If history is any indication, I'm afraid we are to be disappointed.
Posted by crispy at May 19, 2008 07:08 AM
Comments
The oligarchs want us afraid and fighting each other. Thus it shall be.
Fortunately or no, I'm too ensconced in my cocoon to care about anything.
Posted by: Mark Allen at May 20, 2008 05:20 AM
But just think - you will get to see the "Glow in the Dark" White Squirrels!! heh heh
I am envious of you two getting to spend time with the folks. Enjoy, have a great trip, and be sure to post some photos!!!
Posted by: Carol at May 20, 2008 08:14 AM
I meant to mention: Why the crapola fudgsicles would you listen to talk radio? I have yet to hear anything intelligent being discussed. You might as well plop your brain into a blender.
[crispy says: Where we were located, it was either talk radio or modern country music. My apologies to country music fans, but given a choice like that, it's going to be talk radio every time.]
Posted by: Mark Allen at May 20, 2008 11:28 AM
“The financial crisis that we now face was created by design. It is intended to destroy the labor movement, crush the middle class, quash Medicare, Medicaid and Social Security, reduce our foreign debt by 50 or 60%, force a restructuring of America’s debt, privatize all public assets and resources, and create a new regime of austerity measures which will divert more wealth to the banking and corporate establishment.”
Posted by: brett at May 20, 2008 02:08 PM
Medicare, Medicaid and Social Security aren't mentioned in the Constitution, so good riddance.
I'm feeling some whatever coming on. Good old Amerikan whatever.
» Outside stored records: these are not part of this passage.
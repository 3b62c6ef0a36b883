use rstest::rstest;

use super::*;
use crate::{error::ErrorKind, tests::tokens, value::Value};

fn lenient(input: &str) -> JsonStreamReader<'_> {
    let options = ReaderOptions {
        lenient: true,
        ..ReaderOptions::default()
    };
    JsonStreamReader::with_options(input, options)
}

/// Runs `check` over a stream reader and over a tree reader for `json`.
fn with_both_readers(json: &str, check: impl Fn(&mut dyn JsonReader)) {
    let mut stream = JsonStreamReader::new(json);
    check(&mut stream);
    let tree = Value::parse(json).unwrap();
    let mut reader = JsonTreeReader::new(&tree);
    check(&mut reader);
}

fn kind_of<T: core::fmt::Debug>(result: Result<T>) -> ErrorKind {
    result.unwrap_err().kind().clone()
}

#[rstest]
#[case::scalars(r#"[1, -2.5, "x", true, false, null]"#)]
#[case::nested(r#"{"a": [1, {"b": null}], "c": {"d": []}, "e": "x"}"#)]
#[case::empty_object("{}")]
#[case::top_level_string(r#""alone""#)]
#[case::escapes(r#"["tab\tquote\"slash\/", "é😀"]"#)]
fn tree_and_stream_agree(#[case] json: &str) {
    let streamed = tokens(&mut JsonStreamReader::new(json));
    let tree = Value::parse(json).unwrap();
    let walked = tokens(&mut JsonTreeReader::new(&tree));
    assert_eq!(streamed, walked);
}

#[test]
fn peek_is_idempotent() {
    with_both_readers(r#"{"a": 1}"#, |reader| {
        for _ in 0..3 {
            assert_eq!(reader.peek().unwrap(), JsonToken::BeginObject);
        }
        reader.begin_object().unwrap();
        for _ in 0..3 {
            assert_eq!(reader.peek().unwrap(), JsonToken::Name);
        }
        assert_eq!(reader.next_name().unwrap(), "a");
        assert_eq!(reader.peek().unwrap(), JsonToken::Number);
        assert_eq!(reader.peek().unwrap(), JsonToken::Number);
        assert_eq!(reader.next_i64().unwrap(), 1);
        reader.end_object().unwrap();
        assert_eq!(reader.peek().unwrap(), JsonToken::EndDocument);
    });
}

#[test]
fn integral_requests_do_not_truncate() {
    with_both_readers("[1.5, 2.0, 1e2, 3000000000]", |reader| {
        reader.begin_array().unwrap();

        assert!(matches!(kind_of(reader.next_i32()), ErrorKind::NumberFormat(_)));
        assert!(matches!(kind_of(reader.next_i64()), ErrorKind::NumberFormat(_)));
        assert!((reader.next_f64().unwrap() - 1.5).abs() < f64::EPSILON);

        assert_eq!(reader.next_i32().unwrap(), 2);
        assert_eq!(reader.next_i64().unwrap(), 100);

        assert!(matches!(kind_of(reader.next_i32()), ErrorKind::NumberFormat(_)));
        assert_eq!(reader.next_i64().unwrap(), 3_000_000_000);
        reader.end_array().unwrap();
    });
}

#[test]
fn numbers_from_strings() {
    with_both_readers(r#"["12", "x", 42]"#, |reader| {
        reader.begin_array().unwrap();
        assert_eq!(reader.next_i64().unwrap(), 12);
        assert!(matches!(kind_of(reader.next_i32()), ErrorKind::NumberFormat(_)));
        assert_eq!(reader.next_string().unwrap(), "x");
        assert_eq!(reader.next_string().unwrap(), "42");
        reader.end_array().unwrap();
    });
}

#[test]
fn failed_calls_do_not_advance() {
    with_both_readers(r#"["text"]"#, |reader| {
        reader.begin_array().unwrap();
        assert!(matches!(kind_of(reader.next_bool()), ErrorKind::Structural(_)));
        assert!(matches!(kind_of(reader.next_null()), ErrorKind::Structural(_)));
        assert!(matches!(kind_of(reader.begin_object()), ErrorKind::Structural(_)));
        assert!(matches!(kind_of(reader.next_name()), ErrorKind::Structural(_)));
        assert_eq!(reader.next_string().unwrap(), "text");
        reader.end_array().unwrap();
    });
}

#[rstest]
#[case::end_object_in_array("[1]", false)]
#[case::end_array_with_content("[1, 2]", true)]
fn closing_requires_a_matching_empty_container(#[case] json: &str, #[case] close_array: bool) {
    with_both_readers(json, |reader| {
        reader.begin_array().unwrap();
        let result = if close_array {
            reader.end_array()
        } else {
            reader.end_object()
        };
        assert!(matches!(kind_of(result), ErrorKind::Structural(_)));
    });
}

#[test]
fn skip_value_skips_nested_structures() {
    with_both_readers(r#"{"a": {"b": [1, {"c": null}]}, "d": true}"#, |reader| {
        reader.begin_object().unwrap();
        assert_eq!(reader.next_name().unwrap(), "a");
        reader.skip_value().unwrap();
        assert!(reader.has_next().unwrap());
        assert_eq!(reader.next_name().unwrap(), "d");
        assert!(reader.next_bool().unwrap());
        assert!(!reader.has_next().unwrap());
        reader.end_object().unwrap();
    });
}

#[rstest]
#[case::skip_value("[[1, 2}, 3]", false)]
#[case::next_value(r#"[{"a":[1}, 3]"#, true)]
fn failed_multi_token_calls_do_not_advance(#[case] json: &str, #[case] capture: bool) {
    let mut reader = JsonStreamReader::new(json);
    reader.begin_array().unwrap();
    let token = reader.peek().unwrap();
    let location = reader.location();

    let err = if capture {
        reader.next_value().map(drop)
    } else {
        reader.skip_value()
    }
    .unwrap_err();
    assert!(matches!(err.kind(), ErrorKind::Structural(_)), "{err}");

    assert_eq!(reader.peek().unwrap(), token);
    assert_eq!(reader.location(), location);
    assert_eq!(reader.skip_value().unwrap_err(), err);
}

#[test]
fn skip_value_at_end_of_container_fails() {
    with_both_readers("[]", |reader| {
        reader.begin_array().unwrap();
        assert!(matches!(kind_of(reader.skip_value()), ErrorKind::Structural(_)));
        reader.end_array().unwrap();
    });
}

#[test]
fn next_value_returns_source_text() {
    let mut reader = JsonStreamReader::new(r#"{"a": [1, {"b": "x"}], "c": 1.50, "d": null}"#);
    reader.begin_object().unwrap();
    reader.next_name().unwrap();
    assert_eq!(reader.next_value().unwrap(), r#"[1, {"b": "x"}]"#);
    reader.next_name().unwrap();
    assert_eq!(reader.next_value().unwrap(), "1.50");
    reader.next_name().unwrap();
    assert_eq!(reader.next_value().unwrap(), "null");
    reader.end_object().unwrap();
}

#[test]
fn tree_next_value_is_compact() {
    let tree = Value::parse(r#"{"a": [1, {"b": "x"}]}"#).unwrap();
    let mut reader = JsonTreeReader::new(&tree);
    reader.begin_object().unwrap();
    reader.next_name().unwrap();
    assert_eq!(reader.next_value().unwrap(), r#"[1,{"b":"x"}]"#);
    reader.end_object().unwrap();
}

#[test]
fn numbers_read_as_strings() {
    let mut stream = JsonStreamReader::new("[1.50]");
    stream.begin_array().unwrap();
    assert_eq!(stream.next_string().unwrap(), "1.50");

    // a tree keeps the number, not its text
    let tree = Value::parse("[1.50]").unwrap();
    let mut reader = JsonTreeReader::new(&tree);
    reader.begin_array().unwrap();
    assert_eq!(reader.next_string().unwrap(), "1.5");
}

#[test]
fn tree_non_finite_numbers_are_lenient_only() {
    let tree = Value::Array(vec![
        Value::Array(vec![Value::from(f64::INFINITY)]),
        Value::from(f64::NAN),
    ]);
    let mut strict = JsonTreeReader::new(&tree);
    strict.begin_array().unwrap();
    assert!(matches!(kind_of(strict.next_value()), ErrorKind::NumberFormat(_)));
    assert_eq!(strict.peek().unwrap(), JsonToken::BeginArray);
    strict.skip_value().unwrap();
    assert!(matches!(kind_of(strict.next_f64()), ErrorKind::NumberFormat(_)));

    let options = ReaderOptions {
        lenient: true,
        ..ReaderOptions::default()
    };
    let mut reader = JsonTreeReader::with_options(&tree, options);
    reader.begin_array().unwrap();
    let raw = reader.next_value().unwrap();
    assert_eq!(raw, "[Infinity]");
    assert_eq!(tokens(&mut lenient(&raw)), ["[", "number inf", "]"]);
    assert!(reader.next_f64().unwrap().is_nan());
}

#[test]
fn next_value_text_parses_on_its_own() {
    let mut reader = JsonStreamReader::new(r#"[{"k": ["é", 2e3]}]"#);
    reader.begin_array().unwrap();
    let raw = reader.next_value().unwrap();
    let mut replay = JsonStreamReader::new(&raw);
    assert_eq!(
        tokens(&mut replay),
        ["{", "name k", "[", "string é", "number 2000", "]", "}"]
    );
}

#[test]
fn closed_readers_reject_everything() {
    with_both_readers("[1]", |reader| {
        reader.close();
        reader.close();
        assert!(matches!(kind_of(reader.peek()), ErrorKind::IllegalUse(_)));
        assert!(matches!(kind_of(reader.begin_array()), ErrorKind::IllegalUse(_)));
    });
}

// ---- Nesting ----

#[test]
fn nesting_is_limited() {
    let options = ReaderOptions {
        max_depth: 3,
        ..ReaderOptions::default()
    };
    let json = "[[[[1]]]]";
    let tree = Value::parse(json).unwrap();
    let mut stream = JsonStreamReader::with_options(json, options);
    let mut walker = JsonTreeReader::with_options(&tree, options);
    let readers: [&mut dyn JsonReader; 2] = [&mut stream, &mut walker];
    for reader in readers {
        for _ in 0..3 {
            reader.begin_array().unwrap();
        }
        assert!(matches!(kind_of(reader.begin_array()), ErrorKind::Structural(_)));
        assert_eq!(reader.peek().unwrap(), JsonToken::BeginArray);
    }

    let mut reader = JsonStreamReader::with_options("[[[1]]]", options);
    assert_eq!(tokens(&mut reader).len(), 7);
}

#[test]
fn deep_documents_fail_instead_of_overflowing() {
    let depth = ReaderOptions::DEFAULT_MAX_DEPTH;
    let at_limit = format!("{}{}", "[".repeat(depth), "]".repeat(depth));
    assert!(Value::parse(&at_limit).is_ok());

    let deep = format!("{}{}", "[".repeat(20_000), "]".repeat(20_000));
    let err = Value::parse(&deep).unwrap_err();
    assert!(matches!(err.kind(), ErrorKind::Structural(_)));
    assert_eq!(err.location(), Some(Location { line: 1, column: depth + 1 }));

    let mut reader = JsonStreamReader::new(&deep);
    assert!(matches!(kind_of(reader.skip_value()), ErrorKind::Structural(_)));
    assert_eq!(reader.peek().unwrap(), JsonToken::BeginArray);
}

// ---- Strict vs lenient ----

#[rstest]
#[case::unquoted_name("{a:true}")]
#[case::single_quotes("{'a':'b'}")]
#[case::line_comment("// note\n[1]")]
#[case::hash_comment("# note\n[1]")]
#[case::block_comment("[/* x */ 1]")]
#[case::equals_separator(r#"{"a"=1}"#)]
#[case::arrow_separator(r#"{"a"=>1}"#)]
#[case::semicolon(r#"{"a":1;"b":2}"#)]
#[case::trailing_comma_in_object(r#"{"a":1,}"#)]
#[case::omitted_array_element("[1,]")]
#[case::unquoted_string("[abc]")]
#[case::non_finite("[NaN, -Infinity]")]
#[case::upper_case_literal("[TRUE]")]
#[case::two_top_level_values("1 2")]
#[case::non_execute_prefix(")]}'\n[1]")]
fn lenient_only_syntax(#[case] json: &str) {
    let mut strict = JsonStreamReader::new(json);
    let err = (|| -> Result<()> {
        while strict.peek()? != JsonToken::EndDocument {
            match strict.peek()? {
                JsonToken::BeginArray => strict.begin_array()?,
                JsonToken::EndArray => strict.end_array()?,
                JsonToken::BeginObject => strict.begin_object()?,
                JsonToken::EndObject => strict.end_object()?,
                JsonToken::Name => {
                    strict.next_name()?;
                }
                _ => strict.skip_value()?,
            }
        }
        Ok(())
    })()
    .unwrap_err();
    assert!(
        matches!(err.kind(), ErrorKind::Structural(_)),
        "{json}: {err:?}"
    );
    assert!(err.location().is_some());

    let lenient_tokens = tokens(&mut lenient(json));
    assert!(!lenient_tokens.is_empty());
}

#[test]
fn unquoted_name_in_lenient_mode() {
    let mut reader = lenient("{a:true}");
    reader.begin_object().unwrap();
    assert_eq!(reader.next_name().unwrap(), "a");
    assert!(reader.next_bool().unwrap());
    reader.end_object().unwrap();
    assert_eq!(reader.peek().unwrap(), JsonToken::EndDocument);
}

#[test]
fn omitted_array_elements_read_as_null() {
    assert_eq!(tokens(&mut lenient("[1,]")), ["[", "number 1", "null", "]"]);
    assert_eq!(
        tokens(&mut lenient("[,2]")),
        ["[", "null", "number 2", "]"]
    );
}

#[test]
fn lenient_separators_and_comments() {
    assert_eq!(
        tokens(&mut lenient("{'a' => 1; b = 'two', # c\n 'd': [/* */]}")),
        [
            "{",
            "name a",
            "number 1",
            "name b",
            "string two",
            "name d",
            "[",
            "]",
            "}"
        ]
    );
}

#[test]
fn non_finite_numbers() {
    let mut reader = lenient(r#"[NaN, -Infinity, "Infinity", nan]"#);
    reader.begin_array().unwrap();
    assert!(reader.next_f64().unwrap().is_nan());
    assert_eq!(reader.next_f64().unwrap(), f64::NEG_INFINITY);
    assert_eq!(reader.next_f64().unwrap(), f64::INFINITY);
    // only the JSON spellings are numbers
    assert!(matches!(kind_of(reader.next_f64()), ErrorKind::NumberFormat(_)));
    assert_eq!(reader.next_string().unwrap(), "nan");
    reader.end_array().unwrap();

    let mut strict = JsonStreamReader::new(r#"["NaN"]"#);
    strict.begin_array().unwrap();
    assert!(matches!(kind_of(strict.next_f64()), ErrorKind::NumberFormat(_)));
    assert_eq!(strict.next_string().unwrap(), "NaN");
}

#[test]
fn lenient_keywords_ignore_case() {
    assert_eq!(
        tokens(&mut lenient("[TRUE, False, NULL]")),
        ["[", "bool true", "bool false", "null", "]"]
    );
}

#[test]
fn lenient_top_level_values() {
    assert_eq!(
        tokens(&mut lenient("1 [2] {}")),
        ["number 1", "[", "number 2", "]", "{", "}"]
    );
}

#[test]
fn non_execute_prefix() {
    assert_eq!(
        tokens(&mut lenient(")]}'\n{\"a\": 1}")),
        ["{", "name a", "number 1", "}"]
    );
}

#[test]
fn strict_accepts_top_level_scalars_and_bom() {
    assert_eq!(tokens(&mut JsonStreamReader::new("\u{feff}\"x\"")), ["string x"]);
    assert_eq!(tokens(&mut JsonStreamReader::new(" 7 ")), ["number 7"]);
}

// ---- Strings ----

#[test]
fn unicode_escapes() {
    let mut reader = JsonStreamReader::new(r#""\u00e9\ud83d\ude00\n""#);
    assert_eq!(reader.next_string().unwrap(), "é😀\n");
}

#[test]
fn lone_surrogates() {
    let mut strict = JsonStreamReader::new(r#""\ud83d""#);
    assert!(matches!(kind_of(strict.next_string()), ErrorKind::Structural(_)));

    let mut reader = lenient(r#""a\ud83db""#);
    assert_eq!(reader.next_string().unwrap(), "a\u{fffd}b");
}

#[test]
fn raw_control_characters() {
    let mut strict = JsonStreamReader::new("\"a\tb\"");
    assert!(matches!(kind_of(strict.next_string()), ErrorKind::Structural(_)));

    let mut reader = lenient("\"a\tb\"");
    assert_eq!(reader.next_string().unwrap(), "a\tb");
}

#[test]
fn single_quote_escape_is_lenient_only() {
    let mut strict = JsonStreamReader::new(r#""it\'s""#);
    assert!(matches!(kind_of(strict.next_string()), ErrorKind::Structural(_)));

    let mut reader = lenient(r"'it\'s'");
    assert_eq!(reader.next_string().unwrap(), "it's");
}

// ---- Locations ----

#[test]
fn errors_carry_line_and_column() {
    let mut reader = JsonStreamReader::new("[1,\n  2,\n  x]");
    reader.begin_array().unwrap();
    reader.next_i32().unwrap();
    reader.next_i32().unwrap();
    let err = reader.peek().unwrap_err();
    assert!(matches!(err.kind(), ErrorKind::Structural(_)));
    assert_eq!(err.location(), Some(Location { line: 3, column: 3 }));
}

#[test]
fn premature_end_of_input() {
    let mut reader = JsonStreamReader::new(r#"{"a":"#);
    reader.begin_object().unwrap();
    reader.next_name().unwrap();
    let err = reader.peek().unwrap_err();
    assert_eq!(err.kind(), &ErrorKind::Structural("End of input".into()));
}

#[test]
fn mismatch_messages_name_both_tokens() {
    let mut reader = JsonStreamReader::new("[true]");
    reader.begin_array().unwrap();
    let err = reader.next_string().unwrap_err();
    assert_eq!(err.to_string(), "Expected STRING but was BOOLEAN at 1:2");
}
Posted by: Mark Allen at May 20, 2008 10:08 PM
Boy, I just won't shut up.
"Where we were located, it was either talk radio or modern country music. My apologies to country music fans, but given a choice like that, it's going to be talk radio every time."
I much prefer silence or iPoddage to anything ever played on a filthy, tricksy radio
[crispy says: It was 2005. The car was from 2001. We didn't have an iPod, nor a car stereo that would allow us to plug in an audio device like an iPod.]
Posted by: Mark Allen at May 21, 2008 05:11 AM
Radio sucks nowadays, I just heard the same turdy top 40 song 3 times in an house. Knife to ear, knife to ear :(
Posted by: Akira at May 21, 2008 05:27 PM
Ah, yes. We use a crappy FM transmitter we used to use for a CD player. Your years are no excuse!
I am drunk.
Posted by: Mark Allen at May 21, 2008 08:57 PM
At least the toilets will be free. I would still bring my own paper though...
[crispy says: ...and one can actually flush the toilet paper.]